• [What the exercise asks]: Only the lines of the data holding the string "Copyright" need to be returned.

• [Input data]:
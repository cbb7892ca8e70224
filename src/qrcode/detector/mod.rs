/*
 * Copyright 2007 ZXing authors
 *
 * Licensed under the Apache License, Version 2.0 (the "License");
 * you may not use this file except in compliance with the License.
 * You may obtain a copy of the License at
 *
 *      http://www.apache.org/licenses/LICENSE-2.0
 *
 * Unless required by applicable law or agreed to in writing, software
 * distributed under the License is distributed on an "AS IS" BASIS,
 * WITHOUT WARRANTIES OR CONDITIONS OF ANY KIND, either express or implied.
 * See the License for the specific language governing permissions and
 * limitations under the License.
 */

mod alignment_pattern;
mod alignment_pattern_finder;
mod detector;
mod finder_pattern;
mod finder_pattern_finder;
mod finder_pattern_info;

pub use alignment_pattern::AlignmentPattern;
pub use alignment_pattern_finder::AlignmentPatternFinder;
pub use detector::Detector;
pub use finder_pattern::FinderPattern;
pub use finder_pattern_finder::FinderPatternFinder;
pub use finder_pattern_info::FinderPatternInfo;
/*
 * Copyright 2010 ZXing authors
 *
 * Licensed under the Apache License, Version 2.0 (the "License");
 * you may not use this file except in compliance with the License.
 * You may obtain a copy of the License at
 *
 *      http://www.apache.org/licenses/LICENSE-2.0
 *
 * Unless required by applicable law or agreed to in writing, software
 * distributed under the License is distributed on an "AS IS" BASIS,
 * WITHOUT WARRANTIES OR CONDITIONS OF ANY KIND, either express or implied.
 * See the License for the specific language governing permissions and
 * limitations under the License.
 */

mod aztec_detector_result;
mod detector;

pub use aztec_detector_result::AztecDetectorResult;
pub use detector::Detector;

• [Answer below]:
 * Copyright 2007 ZXing authors
 * Copyright 2010 ZXing authors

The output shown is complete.